Administrations : vers un assouplissement de l’obligation de recourir au « cloud souverain »
Cloud you be loved
Le 19 août 2019 à 14h11
6 min
Droit
Droit
Dans le sillage du règlement européen relatif au « libre flux des données non personnelles », le gouvernement se prépare à lever l’obligation, jusqu’ici faite aux administrations, de stocker tous leurs documents et données sur le territoire national. Ce qui devait théoriquement les conduire à se tourner vers des prestataires de « cloud souverain ».
Exit les solutions étrangères d’hébergement dites « en nuage », à commencer par celles proposées par les géants Google, Microsoft ou Amazon. Au travers d’une note parue en juin 2016, les ministères de l’Économie et de la Culture expliquaient aux administrations que « l'utilisation d'un cloud non souverain [était] illégale pour toute institution produisant des archives publiques ».
Cette conclusion avait donné des sueurs froides à certains acteurs publics, notamment au sein des collectivités territoriales. Et pour cause, tous les documents produits et reçus par les administrations sont considérés comme des archives publiques : dossiers, notes, correspondances, procès-verbaux, délibérations, codes sources, etc.

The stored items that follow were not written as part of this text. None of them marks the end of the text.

//! Run settings: the optional YAML file merged with command-line overrides.
//!
//! Pure functions only. No I/O.

use std::path::PathBuf;
use std::time::Duration;

use anyhow::Result;
use serde::{Deserialize, Serialize};

use crate::domain::error::SettingsError;

// ── Constants ────────────────────────────────────────────────────────────────

/// Directory remctld reads its command configuration from.
pub const DEFAULT_CONFIG_DIR: &str = "/etc/remctl/conf.d";

/// Settings file consulted when `REMCTL_HELP_CONFIG` is unset.
pub const DEFAULT_SETTINGS_PATH: &str = "/etc/remctl-help.yaml";

// ── Schema ───────────────────────────────────────────────────────────────────

/// How discovered services are presented.
#[derive(Debug, Clone, Copy, PartialEq, Eq, Default)]
pub enum DisplayMode {
    /// List service names only.
    #[default]
    Summary,
    /// Run each service's help and show its output.
    Verbose,
}

/// Contents of the settings file. Every key is optional.
#[derive(Debug, Clone, Serialize, Deserialize, Default, PartialEq, Eq)]
#[serde(default)]
pub struct SettingsFile {
    /// remctl configuration directory.
    #[serde(skip_serializing_if = "Option::is_none")]
    pub config_dir: Option<PathBuf>,
    /// Upper bound, in seconds, on each help invocation.
    #[serde(skip_serializing_if = "Option::is_none")]
    pub help_timeout_secs: Option<u64>,
}

/// Values taken from the command line; these win over the settings file.
#[derive(Debug, Clone, Default)]
pub struct SettingsOverrides {
    pub config_dir: Option<PathBuf>,
    pub timeout_secs: Option<u64>,
    pub verbose: bool,
    pub services: Vec<String>,
}

/// Fully resolved settings for one run, passed by reference to every stage.
#[derive(Debug, Clone, PartialEq, Eq)]
pub struct Settings {
    pub config_dir: PathBuf,
    pub mode: DisplayMode,
    /// Services to restrict output to; empty means all.
    pub services: Vec<String>,
    /// `None` waits for each help program indefinitely.
    pub help_timeout: Option<Duration>,
}

impl Default for Settings {
    fn default() -> Self {
        Self {
            config_dir: PathBuf::from(DEFAULT_CONFIG_DIR),
            mode: DisplayMode::Summary,
            services: Vec::new(),
            help_timeout: None,
        }
    }
}

impl Settings {
    /// Merge the settings file with command-line overrides.
    ///
    /// # Errors
    ///
    /// Returns an error if the timeout is zero or the directory path is empty.
    pub fn resolve(file: &SettingsFile, overrides: SettingsOverrides) -> Result<Self> {
        let config_dir = overrides
            .config_dir
            .or_else(|| file.config_dir.clone())
            .unwrap_or_else(|| PathBuf::from(DEFAULT_CONFIG_DIR));
        if config_dir.as_os_str().is_empty() {
            return Err(SettingsError::EmptyConfigDir.into());
        }

        let help_timeout = match overrides.timeout_secs.or(file.help_timeout_secs) {
            Some(0) => return Err(SettingsError::InvalidTimeout(0).into()),
            Some(secs) => Some(Duration::from_secs(secs)),
            None => None,
        };

        let mode = if overrides.verbose {
            DisplayMode::Verbose
        } else {
            DisplayMode::Summary
        };

        let mut services = overrides.services;
        services.sort();
        services.dedup();

        Ok(Self {
            config_dir,
            mode,
            services,
            help_timeout,
        })
    }
}

// ── Unit tests ───────────────────────────────────────────────────────────────
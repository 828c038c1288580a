//! Progress indicators using indicatif

#![allow(clippy::expect_used)] // Templates are compile-time constants

use std::time::Duration;

use indicatif::{ProgressBar, ProgressDrawTarget, ProgressStyle};

/// Create a stderr spinner for indeterminate progress.
///
/// # Panics
///
/// Panics if the spinner template string is invalid (it is a compile-time constant and will not panic).
#[must_use]
pub fn spinner(msg: &str) -> ProgressBar {
    let pb = ProgressBar::with_draw_target(None, ProgressDrawTarget::stderr());
    pb.set_style(
        ProgressStyle::default_spinner()
            .tick_strings(&["⠋", "⠙", "⠹", "⠸", "⠼", "⠴", "⠦", "⠧", "⠇", "⠏", "⠿"])
            .template("{spinner:.cyan} {msg}")
            .expect("valid template"),
    );
    pb.set_message(msg.to_string());
    pb.enable_steady_tick(Duration::from_millis(80));
    pb
}
//! Application service: run each service's help program.

use std::time::Duration;

use remctl_conf::{CommandTable, HELP_SUBCOMMAND};

use crate::application::ports::{CommandRunner, ProgressReporter};
use crate::domain::{HelpCapture, HelpWarning, RunError};

/// Run `<executable> help` for one service and capture the result.
///
/// Never fails: every failure becomes a [`HelpWarning`] on the returned
/// capture. Stdout read before a timeout or a read error is kept.
pub async fn capture_one(
    runner: &impl CommandRunner,
    service: &str,
    executable: &str,
    timeout: Option<Duration>,
) -> HelpCapture {
    let args = [HELP_SUBCOMMAND];
    let result = match timeout {
        Some(limit) => runner.run_with_timeout(executable, &args, limit).await,
        None => runner.run(executable, &args).await,
    };

    let (output, warning) = match result {
        Ok(out) => {
            let text = String::from_utf8_lossy(&out.stdout).into_owned();
            let warning = (!out.status.success())
                .then(|| HelpWarning::NonZeroExit(out.status.code()));
            (text, warning)
        }
        Err(e) => match e.downcast::<RunError>() {
            Ok(RunError::TimedOut { timeout, stdout, .. }) => (
                String::from_utf8_lossy(&stdout).into_owned(),
                Some(HelpWarning::TimedOut(timeout.as_secs())),
            ),
            Ok(RunError::OutputUnreadable { source, stdout, .. }) => (
                String::from_utf8_lossy(&stdout).into_owned(),
                Some(HelpWarning::OutputUnreadable(source.to_string())),
            ),
            Err(e) => (String::new(), Some(HelpWarning::RunFailed(format!("{e:#}")))),
        },
    };

    if let Some(w) = &warning {
        tracing::warn!(%service, %executable, "{w}");
    }

    HelpCapture {
        service: service.to_string(),
        executable: executable.to_string(),
        output,
        warning,
    }
}

/// Capture help for every service in the table, in sorted service order.
///
/// Runs sequentially; a failing service does not stop the batch.
pub async fn capture_help(
    runner: &impl CommandRunner,
    reporter: &impl ProgressReporter,
    table: &CommandTable,
    timeout: Option<Duration>,
) -> Vec<HelpCapture> {
    let mut captures = Vec::with_capacity(table.len());
    for (service, executable) in table.iter() {
        reporter.step(&format!("Running {service} help"));
        captures.push(capture_one(runner, service, executable, timeout).await);
    }
    reporter.finish();
    captures
}
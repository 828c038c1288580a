//! Presentation-layer implementations of `ProgressReporter`.

use std::cell::RefCell;

use indicatif::ProgressBar;

use crate::application::ports::ProgressReporter;
use crate::output::{OutputContext, progress};

/// Shows one spinner per step on stderr.
///
/// Only draws when the output context allows progress (TTY, not quiet);
/// otherwise every call is a no-op.
pub struct SpinnerReporter {
    enabled: bool,
    current: RefCell<Option<ProgressBar>>,
}

impl SpinnerReporter {
    #[must_use]
    pub fn new(ctx: &OutputContext) -> Self {
        Self {
            enabled: ctx.show_progress(),
            current: RefCell::new(None),
        }
    }
}

impl ProgressReporter for SpinnerReporter {
    fn step(&self, message: &str) {
        if !self.enabled {
            return;
        }
        let mut current = self.current.borrow_mut();
        if let Some(pb) = current.take() {
            pb.finish_and_clear();
        }
        *current = Some(progress::spinner(message));
    }

    fn finish(&self) {
        if let Some(pb) = self.current.borrow_mut().take() {
            pb.finish_and_clear();
        }
    }
}

impl Drop for SpinnerReporter {
    fn drop(&mut self) {
        self.finish();
    }
}
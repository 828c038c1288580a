//! Infrastructure implementation of the `CommandRunner` port.
//!
//! `TokioCommandRunner` uses tokio for async process execution. When a
//! timeout is given the child is killed explicitly on expiry.

use std::io;
use std::process::{ExitStatus, Output, Stdio};
use std::time::Duration;

use anyhow::{Context, Result};
use tokio::io::{AsyncRead, AsyncReadExt};
use tokio::process::Child;

use crate::application::ports::CommandRunner;
use crate::domain::RunError;

const READ_CHUNK: usize = 8 * 1024;

/// Production `CommandRunner` backed by `tokio::process`.
///
/// Children get a null stdin so a help program that waits for input sees
/// end-of-file instead of hanging on the operator's terminal.
#[derive(Debug, Default, Clone, Copy)]
pub struct TokioCommandRunner;

impl TokioCommandRunner {
    #[must_use]
    pub fn new() -> Self {
        Self
    }

    fn spawn(program: &str, args: &[&str]) -> Result<Child> {
        tokio::process::Command::new(program)
            .args(args)
            .stdin(Stdio::null())
            .stdout(Stdio::piped())
            .stderr(Stdio::piped())
            .kill_on_drop(true)
            .spawn()
            .with_context(|| format!("failed to spawn {program}"))
    }
}

/// Append everything readable from `pipe` to `buf`.
///
/// Reads in chunks so `buf` holds every byte received so far even when the
/// future is dropped part way through.
async fn drain<R: AsyncRead + Unpin>(pipe: Option<R>, buf: &mut Vec<u8>) -> io::Result<()> {
    let Some(mut pipe) = pipe else {
        return Ok(());
    };
    let mut chunk = [0u8; READ_CHUNK];
    loop {
        let n = pipe.read(&mut chunk).await?;
        if n == 0 {
            return Ok(());
        }
        buf.extend_from_slice(&chunk[..n]);
    }
}

/// Drain stdout and stderr into the given buffers while waiting for exit.
async fn collect(
    child: &mut Child,
    program: &str,
    stdout: &mut Vec<u8>,
    stderr: &mut Vec<u8>,
) -> Result<ExitStatus> {
    let stdout_pipe = child.stdout.take();
    let stderr_pipe = child.stderr.take();

    let (status, stdout_read, stderr_read) = tokio::join!(
        child.wait(),
        drain(stdout_pipe, stdout),
        drain(stderr_pipe, stderr),
    );

    let status = status.with_context(|| format!("waiting for {program}"))?;
    if let Err(source) = stdout_read.and(stderr_read) {
        return Err(RunError::OutputUnreadable {
            program: program.to_string(),
            source,
            stdout: std::mem::take(stdout),
        }
        .into());
    }
    Ok(status)
}

impl CommandRunner for TokioCommandRunner {
    async fn run(&self, program: &str, args: &[&str]) -> Result<Output> {
        let mut child = Self::spawn(program, args)?;
        let (mut stdout, mut stderr) = (Vec::new(), Vec::new());
        let status = collect(&mut child, program, &mut stdout, &mut stderr).await?;
        Ok(Output {
            status,
            stdout,
            stderr,
        })
    }

    async fn run_with_timeout(
        &self,
        program: &str,
        args: &[&str],
        timeout: Duration,
    ) -> Result<Output> {
        let mut child = Self::spawn(program, args)?;
        let (mut stdout, mut stderr) = (Vec::new(), Vec::new());

        let status = tokio::select! {
            result = collect(&mut child, program, &mut stdout, &mut stderr) => result?,
            () = tokio::time::sleep(timeout) => {
                let _ = child.kill().await;
                return Err(RunError::TimedOut {
                    program: program.to_string(),
                    timeout,
                    stdout,
                }
                .into());
            }
        };

        Ok(Output {
            status,
            stdout,
            stderr,
        })
    }
}
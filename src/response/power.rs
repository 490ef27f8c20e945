// SPDX-License-Identifier: MPL-2.0
// This Source Code Form is subject to the terms of the Mozilla Public
// License, v. 2.0. If a copy of the MPL was not distributed with this
// file, You can obtain one at https://mozilla.org/MPL/2.0/.

//! Power state reply parsing.

use serde::Deserialize;
use serde_json::Value;

use super::truthy;

/// Reply to `{"get":"powerState"}`.
///
/// # Examples
///
/// ```
/// use awtrix_bridge::response::PowerStateResponse;
///
/// let response: PowerStateResponse = serde_json::from_str(r#"{"powerState": 1}"#).unwrap();
/// assert_eq!(response.is_on(), Some(true));
/// ```
#[derive(Debug, Clone, Default, Deserialize)]
pub struct PowerStateResponse {
    #[serde(rename = "powerState", default)]
    power_state: Option<Value>,
}

impl PowerStateResponse {
    /// Returns the reported state, `None` when absent or not interpretable.
    #[must_use]
    pub fn is_on(&self) -> Option<bool> {
        self.power_state.as_ref().and_then(truthy)
    }
}
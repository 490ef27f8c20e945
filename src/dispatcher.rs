// SPDX-License-Identifier: MPL-2.0
// This Source Code Form is subject to the terms of the Mozilla Public
// License, v. 2.0. If a copy of the MPL was not distributed with this
// file, You can obtain one at https://mozilla.org/MPL/2.0/.

//! Command dispatch.
//!
//! The [`CommandDispatcher`] is stateless: every operation results in exactly
//! one transport call, with no queuing, coalescing or ordering across
//! concurrent calls. The display serializes its own command handling.

use std::sync::Arc;

use serde_json::Value;

use crate::command::{AppCommand, Command, Operation, Query};
use crate::error::{DeviceError, Error, ProtocolError};
use crate::protocol::Transport;
use crate::response::{
    CommandAck, PowerStateResponse, VersionResponse, is_pause_confirmation, parse_object,
};

/// Outcome of a dispatched command.
///
/// `succeeded == false` with no error means the device answered but did not
/// acknowledge the command. A transport or parse failure carries the error.
#[derive(Debug)]
pub struct CommandResult {
    /// Whether the device acknowledged the command.
    pub succeeded: bool,
    /// The failure, when the exchange itself failed.
    pub error: Option<Error>,
}

impl CommandResult {
    /// The device acknowledged the command.
    #[must_use]
    pub fn success() -> Self {
        Self {
            succeeded: true,
            error: None,
        }
    }

    /// The device answered without acknowledging.
    #[must_use]
    pub fn rejected() -> Self {
        Self {
            succeeded: false,
            error: None,
        }
    }

    /// The exchange failed.
    #[must_use]
    pub fn failed(error: impl Into<Error>) -> Self {
        Self {
            succeeded: false,
            error: Some(error.into()),
        }
    }

    /// Converts into a `Result`, turning a rejection into
    /// [`DeviceError::CommandRejected`].
    ///
    /// # Errors
    ///
    /// Returns the attached error, or `CommandRejected` naming `operation`.
    pub fn into_result(self, operation: &Operation) -> Result<(), Error> {
        match (self.succeeded, self.error) {
            (true, _) => Ok(()),
            (false, Some(error)) => Err(error),
            (false, None) => Err(DeviceError::CommandRejected(format!(
                "{}={}",
                operation.key(),
                operation.value()
            ))
            .into()),
        }
    }
}

/// Issues commands and queries against one display.
pub struct CommandDispatcher<P> {
    transport: Arc<P>,
}

impl<P> Clone for CommandDispatcher<P> {
    fn clone(&self) -> Self {
        Self {
            transport: Arc::clone(&self.transport),
        }
    }
}

impl<P> std::fmt::Debug for CommandDispatcher<P> {
    fn fmt(&self, f: &mut std::fmt::Formatter<'_>) -> std::fmt::Result {
        f.debug_struct("CommandDispatcher").finish_non_exhaustive()
    }
}

impl<P: Transport> CommandDispatcher<P> {
    /// Creates a dispatcher over `transport`.
    #[must_use]
    pub fn new(transport: Arc<P>) -> Self {
        Self { transport }
    }

    /// Returns the underlying transport.
    #[must_use]
    pub fn transport(&self) -> &Arc<P> {
        &self.transport
    }

    /// Sends a "set" style operation and classifies the reply.
    pub async fn send(&self, operation: impl Into<Operation>) -> CommandResult {
        let operation = operation.into();
        let kind = operation.kind();

        match self.transport.send_command(&operation).await {
            Ok(reply) => {
                if CommandAck::from_reply(&reply).is_success() {
                    tracing::debug!(operation = %kind, value = %operation.value(), "Command acknowledged");
                    CommandResult::success()
                } else {
                    tracing::warn!(operation = %kind, value = %operation.value(), reply = %reply, "Command not acknowledged");
                    CommandResult::rejected()
                }
            }
            Err(e) => {
                tracing::warn!(operation = %kind, value = %operation.value(), error = %e, "Command failed");
                CommandResult::failed(e)
            }
        }
    }

    /// Sends a raw JSON command, returning the decoded reply.
    ///
    /// # Errors
    ///
    /// Returns `ProtocolError` if the exchange fails.
    pub async fn call_raw(&self, command: &Value) -> Result<Value, ProtocolError> {
        self.transport.call(command).await
    }

    /// Queries whether the matrix is on.
    ///
    /// Returns `Ok(None)` when the reply has no usable `powerState`.
    ///
    /// # Errors
    ///
    /// Returns error if the exchange fails or the reply is not an object.
    pub async fn power_state(&self) -> Result<Option<bool>, Error> {
        let reply = self.transport.send_command(&Query::PowerState).await?;
        let response: PowerStateResponse = parse_object(&reply)?;
        Ok(response.is_on())
    }

    /// Queries the software version.
    ///
    /// # Errors
    ///
    /// Returns error if the exchange fails or the reply is not an object.
    pub async fn version(&self) -> Result<Option<String>, Error> {
        let reply = self.transport.send_command(&Query::Version).await?;
        let response: VersionResponse = parse_object(&reply)?;
        Ok(response.version)
    }

    /// Pauses the app loop.
    ///
    /// Returns `true` only if the device answered with the literal pause
    /// confirmation; any other reply means the loop is running.
    ///
    /// # Errors
    ///
    /// Returns error if the exchange fails.
    pub async fn pause_app_loop(&self) -> Result<bool, Error> {
        let reply = self.transport.send_command(&AppCommand::Pause).await?;
        Ok(is_pause_confirmation(&reply))
    }
}
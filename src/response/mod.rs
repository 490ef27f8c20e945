// SPDX-License-Identifier: MPL-2.0
// This Source Code Form is subject to the terms of the Mozilla Public
// License, v. 2.0. If a copy of the MPL was not distributed with this
// file, You can obtain one at https://mozilla.org/MPL/2.0/.

//! Response parsing for display replies.
//!
//! The reply shape depends on the request:
//!
//! | Request | Reply |
//! |---------|-------|
//! | `{"get":"matrixInfo"}` | [`MatrixInfoResponse`] |
//! | `{"get":"powerState"}` | [`PowerStateResponse`] |
//! | `{"get":"version"}` | [`VersionResponse`] |
//! | any command | [`CommandAck`] |
//! | `{"app":"pause"}` | plain text, see [`is_pause_confirmation`] |

mod ack;
mod matrix_info;
mod power;

pub use ack::{CommandAck, PAUSE_CONFIRMATION, is_pause_confirmation};
pub use matrix_info::{MatrixInfoResponse, VersionResponse};
pub use power::PowerStateResponse;

use serde::de::DeserializeOwned;
use serde_json::Value;

use crate::error::ParseError;

/// Parses a decoded reply into a typed response.
///
/// # Errors
///
/// Returns `ParseError::UnexpectedFormat` if the reply is not a JSON object,
/// or `ParseError::Json` if a field has the wrong type.
pub fn parse_object<T: DeserializeOwned>(reply: &Value) -> Result<T, ParseError> {
    if !reply.is_object() {
        return Err(ParseError::UnexpectedFormat(format!(
            "expected a JSON object, got {reply}"
        )));
    }
    T::deserialize(reply).map_err(ParseError::Json)
}

/// Interprets a JSON value the way the display firmware does.
///
/// Booleans map directly, numbers are on when non-zero, and strings accept
/// `true`/`on`/`1`. Anything else is unknown.
#[must_use]
pub fn truthy(value: &Value) -> Option<bool> {
    match value {
        Value::Bool(b) => Some(*b),
        Value::Number(n) => n.as_f64().map(|f| f != 0.0),
        Value::String(s) => match s.trim().to_ascii_lowercase().as_str() {
            "true" | "on" | "1" => Some(true),
            "false" | "off" | "0" | "" => Some(false),
            _ => None,
        },
        Value::Null | Value::Array(_) | Value::Object(_) => None,
    }
}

En avril 2018, le député Stéphane Testé avait transmis une question écrite au secrétaire d’État au Numérique d’alors, Mounir Mahjoubi, pour l’interpeler quant à cette interprétation jugée « extensive » du Code du patrimoine.
Une note désormais abrogée
La fameuse note ayant été retirée du site officiel dédié aux circulaires, Stéphane Testé en appelait surtout à une clarification de la part de l’exécutif. « Les dispositions du Code du patrimoine sont toujours sujettes à une interprétation qui pourrait restreindre le recours à l'informatique en nuage par toute institution produisant potentiellement des archives publiques », regrettait l’élu communiste.
À ses yeux, l’ « insécurité juridique » entourant la conservation, dans le cloud, de documents administratifs demeure doublement inquiétante. D’une part, cela pourrait freiner le recours à des solutions de stockage adaptées aux nouveaux besoins des administrations en matière d’archivage. D’autre part, cela « pénalise par ricochet un écosystème d'entreprises françaises positionnées sur l'accompagnement de ces institutions dans leur passage dans le cloud », faisait-il valoir.
Le mois dernier, après une longue année d’attente, Cédric O a finalement répondu à Stéphane Testé.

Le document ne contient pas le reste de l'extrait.